The TFRecords required for training and validation on COCO-2014 can be created by running a preprocessing script over the TFDS coco_captions dataset:

python preprocess_data.py

This may take a while to complete, as it runs a pretrained BERT model over the captions and stores the embeddings. With a GPU, it runs in about 2.5 hours for train, and 1 hour for validation. Once it is done, the train and validation tfrecords files will be saved in the data/ directory. The train files require around 58G of disk space, and the validation requires 29G.

Note: If you run into an error related to TensorFlow gfile, one workaround is to edit site-packages/bert/tokenization.py and change tf.gfile.GFile to tf.io.gfile.GFile. For more details, refer to the following link.

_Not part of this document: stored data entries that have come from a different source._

use super::{LogError, LogValue, StatsLogger};
use crate::utils::stats::OnlineMeanVariance;
use coarsetime::{Duration as CDuration, Instant as CInstant};
use std::collections::{btree_map::Entry, BTreeMap};
use std::time::{Duration, Instant};

/// Write out summaries to a backend.
pub trait SummaryWriter {
    fn write_summaries<'a, I>(&mut self, summaries: I, elapsed: Duration)
    where
        I: Iterator<Item = (&'static str, &'a ChunkSummary)>;
}

/// Chunk summaries at fixed time intervals.
#[derive(Debug, Copy, Clone, PartialEq, Eq, Hash)]
pub struct ByTime {
    // Checked on every group; the coarse clock is cheap and ~1ms accuracy is plenty here.
    pub chunk_duration: CDuration,
    coarse_chunk_start: CInstant,
}

impl ByTime {
    pub fn new(chunk_duration: Duration) -> Self {
        Self {
            chunk_duration: CDuration::new(chunk_duration.as_secs(), chunk_duration.subsec_nanos()),
            coarse_chunk_start: CInstant::now(),
        }
    }

    fn elapsed(&self) -> bool {
        self.coarse_chunk_start.elapsed() > self.chunk_duration
    }

    fn note_flush(&mut self) {
        self.coarse_chunk_start = CInstant::now();
    }
}

impl Default for ByTime {
    fn default() -> Self {
        Self::new(Duration::from_secs(5))
    }
}

/// Summary of the values logged under one name during a chunk.
#[derive(Debug, Clone, PartialEq)]
pub enum ChunkSummary {
    Scalar { stats: OnlineMeanVariance<f64> },
    Duration { stats: OnlineMeanVariance<f64> },
    Counter { increment: u64, initial_value: u64 },
}

impl ChunkSummary {
    fn new(value: LogValue) -> Self {
        match value {
            LogValue::Scalar(x) => Self::Scalar {
                stats: std::iter::once(x).collect(),
            },
            LogValue::Duration(d) => Self::Duration {
                stats: std::iter::once(d.as_secs_f64()).collect(),
            },
            LogValue::CounterIncrement(increment) => Self::Counter {
                increment,
                initial_value: 0,
            },
        }
    }

    const fn expected(&self) -> &'static str {
        match self {
            Self::Scalar { .. } => "scalar",
            Self::Duration { .. } => "duration",
            Self::Counter { .. } => "counter",
        }
    }

    fn push(&mut self, name: &'static str, value: LogValue) -> Result<(), LogError> {
        match (self, value) {
            (Self::Scalar { stats }, LogValue::Scalar(x)) => stats.push(x),
            (Self::Duration { stats }, LogValue::Duration(d)) => stats.push(d.as_secs_f64()),
            (Self::Counter { increment, .. }, LogValue::CounterIncrement(i)) => *increment += i,
            (summary, value) => {
                return Err(LogError {
                    name,
                    value,
                    expected: summary.expected(),
                })
            }
        }
        Ok(())
    }

    fn reset(&mut self) {
        match self {
            Self::Scalar { stats } | Self::Duration { stats } => *stats = OnlineMeanVariance::default(),
            Self::Counter {
                increment,
                initial_value,
            } => {
                *initial_value += *increment;
                *increment = 0;
            }
        }
    }

    fn is_empty(&self) -> bool {
        match self {
            Self::Scalar { stats } | Self::Duration { stats } => stats.count() == 0,
            Self::Counter { increment, .. } => *increment == 0,
        }
    }
}

/// Logs time series statistics by breaking the series into time chunks and summarizing each.
#[derive(Debug, Clone, PartialEq)]
pub struct ChunkLogger<W: SummaryWriter> {
    chunker: ByTime,
    writer: W,
    // Sorted so that summaries are written in a stable order
    summaries: BTreeMap<&'static str, ChunkSummary>,
    chunk_start: Instant,
}

impl<W: SummaryWriter> ChunkLogger<W> {
    pub fn new(chunker: ByTime, writer: W) -> Self {
        Self {
            chunker,
            writer,
            summaries: BTreeMap::new(),
            chunk_start: Instant::now(),
        }
    }

    pub fn summary(&self, name: &str) -> Option<&ChunkSummary> {
        self.summaries.get(name)
    }
}

impl<W: SummaryWriter> StatsLogger for ChunkLogger<W> {
    fn group_start(&mut self) {
        // Checked before logging so that a burst of logs lands in a single chunk
        if self.chunker.elapsed() {
            self.flush();
        }
    }

    fn group_log(&mut self, name: &'static str, value: LogValue) -> Result<(), LogError> {
        match self.summaries.entry(name) {
            Entry::Vacant(e) => {
                e.insert(ChunkSummary::new(value));
                Ok(())
            }
            Entry::Occupied(e) => e.into_mut().push(name, value),
        }
    }

    fn group_end(&mut self) {}

    fn flush(&mut self) {
        self.writer.write_summaries(
            self.summaries
                .iter()
                .filter(|(_, summary)| !summary.is_empty())
                .map(|(name, summary)| (*name, summary)),
            self.chunk_start.elapsed(),
        );
        for summary in self.summaries.values_mut() {
            summary.reset();
        }
        self.chunk_start = Instant::now();
        self.chunker.note_flush();
    }
}

impl<W: SummaryWriter> Drop for ChunkLogger<W> {
    fn drop(&mut self) {
        if self.summaries.values().any(|summary| !summary.is_empty()) {
            self.flush();
        }
    }
}
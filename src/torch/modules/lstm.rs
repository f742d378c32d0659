//! Long Short-Term Memory
use crate::torch::initializers::Initializer;
use crate::torch::packed::PackedBatch;
use tch::{nn::Path, Kind, Tensor};

/// Flat LSTM weights in the layout expected by the torch RNN kernels.
///
/// Per layer and direction: `weight_ih`, `weight_hh`, `bias_ih`, `bias_hh`.
/// Reverse-direction weights follow the forward ones and carry a `_reverse` suffix.
#[derive(Debug)]
pub struct RnnWeights {
    flat_weights: Vec<Tensor>,
    num_layers: usize,
    bidirectional: bool,
}

impl RnnWeights {
    /// Initialize weights.
    ///
    /// * Input-to-hidden weights: Glorot Uniform (aka Xavier)
    /// * Hidden-to-hidden weights: Orthogonal
    /// * Biases: Zero
    pub fn init(
        path: &Path,
        in_dim: usize,
        hidden_size: usize,
        num_layers: usize,
        bidirectional: bool,
    ) -> Self {
        let gates_size = 4 * hidden_size as i64;
        let hidden = hidden_size as i64;
        let num_directions = if bidirectional { 2 } else { 1 };
        let mut flat_weights = Vec::with_capacity(num_layers * num_directions * 4);
        for layer in 0..num_layers {
            let layer_input_size = if layer == 0 {
                in_dim as i64
            } else {
                hidden * num_directions as i64
            };
            for direction in 0..num_directions {
                let suffix = if direction == 0 { "" } else { "_reverse" };
                flat_weights.push(Initializer::default().add_tensor(
                    path,
                    &format!("weight_ih_l{}{}", layer, suffix),
                    &[gates_size, layer_input_size],
                    None,
                ));
                flat_weights.push(Initializer::Orthogonal.add_tensor(
                    path,
                    &format!("weight_hh_l{}{}", layer, suffix),
                    &[gates_size, hidden],
                    None,
                ));
                for name in ["bias_ih", "bias_hh"] {
                    flat_weights.push(Initializer::Zeros.add_tensor(
                        path,
                        &format!("{}_l{}{}", name, layer, suffix),
                        &[gates_size],
                        None,
                    ));
                }
            }
        }
        Self {
            flat_weights,
            num_layers,
            bidirectional,
        }
    }

    pub fn flat_weights(&self) -> &[Tensor] {
        &self.flat_weights
    }
}

/// Output of [`BiLstm::forward`].
#[derive(Debug)]
pub struct BiLstmOutput {
    /// Per-token outputs, zero past each sequence end. `[batch, seq_len, num_directions * hidden]`
    pub output: Tensor,
    /// Final hidden state of the last layer, directions concatenated. `[batch, num_directions * hidden]`
    pub hidden: Tensor,
    /// Final cell state of the last layer, directions concatenated. `[batch, num_directions * hidden]`
    pub cell: Tensor,
}

/// Multi-layer (optionally bidirectional) LSTM over padded batches sorted by length.
#[derive(Debug)]
pub struct BiLstm {
    weights: RnnWeights,
    hidden_size: i64,
    dropout: f64,
}

impl BiLstm {
    pub fn new(
        path: &Path,
        in_dim: usize,
        hidden_size: usize,
        num_layers: usize,
        bidirectional: bool,
        dropout: f64,
    ) -> Self {
        Self {
            weights: RnnWeights::init(path, in_dim, hidden_size, num_layers, bidirectional),
            hidden_size: hidden_size as i64,
            dropout,
        }
    }

    const fn num_directions(&self) -> i64 {
        if self.weights.bidirectional {
            2
        } else {
            1
        }
    }

    /// Run over a batch-first padded input.
    ///
    /// # Args
    /// * `inputs`  - `[batch, seq_len, in_dim]`
    /// * `lengths` - Sequence lengths, non-increasing.
    /// * `train`   - Apply inter-layer dropout.
    pub fn forward(&self, inputs: &Tensor, lengths: &[usize], train: bool) -> BiLstmOutput {
        let packed = PackedBatch::new(lengths, inputs.device());
        let data = packed.pack(inputs);
        let batch_size = lengths.len() as i64;
        let num_layers = self.weights.num_layers as i64;
        let zeros = Tensor::zeros(
            &[num_layers * self.num_directions(), batch_size, self.hidden_size],
            (Kind::Float, inputs.device()),
        );
        let initial_state = [zeros.shallow_clone(), zeros];
        let (output, hidden, cell) = Tensor::lstm_data(
            &data,
            packed.batch_sizes(),
            &initial_state,
            self.weights.flat_weights(),
            true, // has biases
            num_layers,
            self.dropout,
            train,
            self.weights.bidirectional,
        );
        let seq_len = inputs.size()[1];
        BiLstmOutput {
            output: packed.unpack(&output, seq_len),
            hidden: self.last_layer(&hidden),
            cell: self.last_layer(&cell),
        }
    }

    /// Concatenate the directions of the last layer of a `[layers * dirs, batch, hidden]` state.
    fn last_layer(&self, state: &Tensor) -> Tensor {
        let dirs = self.num_directions();
        let total = state.size()[0];
        let last = state.narrow(0, total - dirs, dirs);
        Tensor::cat(&last.unbind(0), 1)
    }
}

/// Single LSTM cell.
#[derive(Debug)]
pub struct LstmCell {
    weights: RnnWeights,
}

impl LstmCell {
    pub fn new(path: &Path, in_dim: usize, hidden_size: usize) -> Self {
        Self {
            weights: RnnWeights::init(path, in_dim, hidden_size, 1, false),
        }
    }

    /// One step. Returns the new `(hidden, cell)` state, each `[batch, hidden]`.
    pub fn step(&self, input: &Tensor, hidden: &Tensor, cell: &Tensor) -> (Tensor, Tensor) {
        let w = self.weights.flat_weights();
        input.lstm_cell(&[hidden, cell], &w[0], &w[1], Some(&w[2]), Some(&w[3]))
    }
}

#[cfg(test)]
mod tests {
    use super::*;
    use rstest::rstest;
    use tch::{nn, Device};

    #[rstest]
    #[case(true, 6)]
    #[case(false, 3)]
    fn bilstm_shapes(#[case] bidirectional: bool, #[case] out_dim: i64) {
        let vs = nn::VarStore::new(Device::Cpu);
        let lstm = BiLstm::new(&vs.root(), 2, 3, 1, bidirectional, 0.0);
        let inputs = Tensor::randn(&[3, 4, 2], (Kind::Float, Device::Cpu));
        let out = lstm.forward(&inputs, &[4, 2, 1], false);
        assert_eq!(out.output.size(), vec![3, 4, out_dim]);
        assert_eq!(out.hidden.size(), vec![3, out_dim]);
        assert_eq!(out.cell.size(), vec![3, out_dim]);
    }

    #[test]
    fn bilstm_output_zero_past_length() {
        let vs = nn::VarStore::new(Device::Cpu);
        let lstm = BiLstm::new(&vs.root(), 2, 3, 1, true, 0.0);
        let inputs = Tensor::randn(&[2, 4, 2], (Kind::Float, Device::Cpu));
        let out = lstm.forward(&inputs, &[4, 2], false);
        let tail = out.output.get(1).narrow(0, 2, 2);
        assert_eq!(tail.abs().sum(Kind::Float).double_value(&[]), 0.0);
    }

    #[test]
    fn padding_does_not_change_outputs() {
        // The second sequence is identical in both batches up to its length.
        let vs = nn::VarStore::new(Device::Cpu);
        let lstm = BiLstm::new(&vs.root(), 2, 3, 1, true, 0.0);
        let inputs = Tensor::randn(&[2, 4, 2], (Kind::Float, Device::Cpu));
        let noisy = inputs.copy();
        let _ = noisy.get(1).narrow(0, 2, 2).fill_(100.0);
        let a = lstm.forward(&inputs, &[4, 2], false);
        let b = lstm.forward(&noisy, &[4, 2], false);
        assert!(a.hidden.allclose(&b.hidden, 1e-5, 1e-5, false));
    }

    #[test]
    fn cell_step_shape() {
        let vs = nn::VarStore::new(Device::Cpu);
        let cell = LstmCell::new(&vs.root(), 5, 3);
        let input = Tensor::randn(&[2, 5], (Kind::Float, Device::Cpu));
        let zeros = Tensor::zeros(&[2, 3], (Kind::Float, Device::Cpu));
        let (h, c) = cell.step(&input, &zeros, &zeros);
        assert_eq!(h.size(), vec![2, 3]);
        assert_eq!(c.size(), vec![2, 3]);
    }
}
//! Logging training statistics
mod chunk;
mod display;
mod tensorboard;

pub use chunk::{ByTime, ChunkLogger, ChunkSummary, SummaryWriter};
pub use display::{DisplayBackend, DisplayLogger};
pub use tensorboard::{TensorBoardBackend, TensorBoardLogger};

use std::time::{Duration, Instant};
use thiserror::Error;

/// A value that can be logged.
#[derive(Debug, Copy, Clone, PartialEq)]
pub enum LogValue {
    /// A scalar value. Aggregate by taking means.
    Scalar(f64),
    /// A duration. Aggregate by taking means.
    Duration(Duration),
    /// Increment to a monotonic counter.
    CounterIncrement(u64),
}

#[derive(Error, Debug, Clone, PartialEq)]
#[error("\"{name}\": incompatible value {value:?}, expected {expected}")]
pub struct LogError {
    pub name: &'static str,
    pub value: LogValue,
    pub expected: &'static str,
}

/// Log statistics from training runs.
///
/// Values are grouped: a group starts with [`StatsLogger::group_start`] and ends with
/// [`StatsLogger::group_end`]. Backends only flush between groups.
pub trait StatsLogger {
    /// Start a new group of logs.
    fn group_start(&mut self);

    /// Log a value within the current group.
    ///
    /// # Returns
    /// An error if the value is structurally incompatible with previous values
    /// logged under the same name.
    fn group_log(&mut self, name: &'static str, value: LogValue) -> Result<(), LogError>;

    /// End the current group.
    fn group_end(&mut self);

    /// Write all pending summaries.
    fn flush(&mut self);

    /// Log a single value as its own group.
    fn log(&mut self, name: &'static str, value: LogValue) -> Result<(), LogError> {
        self.group_start();
        let result = self.group_log(name, value);
        self.group_end();
        result
    }

    fn log_scalar(&mut self, name: &'static str, value: f64) {
        self.log(name, LogValue::Scalar(value))
            .unwrap_or_else(|err| log::warn!("{}", err))
    }

    fn log_duration(&mut self, name: &'static str, duration: Duration) {
        self.log(name, LogValue::Duration(duration))
            .unwrap_or_else(|err| log::warn!("{}", err))
    }

    fn log_counter_increment(&mut self, name: &'static str, increment: u64) {
        self.log(name, LogValue::CounterIncrement(increment))
            .unwrap_or_else(|err| log::warn!("{}", err))
    }

    /// Evaluate `f` and log how long it took.
    fn log_elapsed<F, T>(&mut self, name: &'static str, f: F) -> T
    where
        F: FnOnce(&mut Self) -> T,
        Self: Sized,
    {
        let start = Instant::now();
        let result = f(self);
        self.log_duration(name, start.elapsed());
        result
    }
}

/// Logger that does nothing
impl StatsLogger for () {
    fn group_start(&mut self) {}
    fn group_log(&mut self, _: &'static str, _: LogValue) -> Result<(), LogError> {
        Ok(())
    }
    fn group_end(&mut self) {}
    fn flush(&mut self) {}
}

/// Forward logs to both loggers.
impl<A: StatsLogger, B: StatsLogger> StatsLogger for (A, B) {
    fn group_start(&mut self) {
        self.0.group_start();
        self.1.group_start();
    }
    fn group_log(&mut self, name: &'static str, value: LogValue) -> Result<(), LogError> {
        let first = self.0.group_log(name, value);
        let second = self.1.group_log(name, value);
        first.and(second)
    }
    fn group_end(&mut self) {
        self.0.group_end();
        self.1.group_end();
    }
    fn flush(&mut self) {
        self.0.flush();
        self.1.flush();
    }
}

impl<L: StatsLogger + ?Sized> StatsLogger for Box<L> {
    fn group_start(&mut self) {
        L::group_start(self)
    }
    fn group_log(&mut self, name: &'static str, value: LogValue) -> Result<(), LogError> {
        L::group_log(self, name, value)
    }
    fn group_end(&mut self) {
        L::group_end(self)
    }
    fn flush(&mut self) {
        L::flush(self)
    }
}

#[cfg(test)]
mod tests {
    use super::*;

    #[derive(Debug, Default)]
    struct Recorder {
        groups: usize,
        values: Vec<(&'static str, LogValue)>,
    }

    impl StatsLogger for Recorder {
        fn group_start(&mut self) {
            self.groups += 1;
        }
        fn group_log(&mut self, name: &'static str, value: LogValue) -> Result<(), LogError> {
            self.values.push((name, value));
            Ok(())
        }
        fn group_end(&mut self) {}
        fn flush(&mut self) {}
    }

    #[test]
    fn pair_forwards_to_both() {
        let mut logger = (Recorder::default(), Recorder::default());
        logger.log_scalar("loss", 1.5);
        logger.log_counter_increment("iter", 1);
        assert_eq!(logger.0.values, logger.1.values);
        assert_eq!(logger.0.groups, 2);
    }

    #[test]
    fn log_elapsed_returns_result() {
        let mut logger = Recorder::default();
        let value = logger.log_elapsed("update", |_| 3);
        assert_eq!(value, 3);
        assert!(matches!(logger.values[0], ("update", LogValue::Duration(_))));
    }
}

If you run into a tensorflow.python.framework.errors_impl.ResourceExhaustedError about having too many open files, you may have to increase the machine's open file limits. To do so, open the limit configuration file for editing:

vi /etc/security/limits.conf

and append the following lines to the end of the file:

*         hard    nofile      500000
*         soft    nofile      500000
root      hard    nofile      500000
root      soft    nofile      500000

You may have to adjust the limit values depending on your machine. You will need to logout and login to your machine for these values to take effect.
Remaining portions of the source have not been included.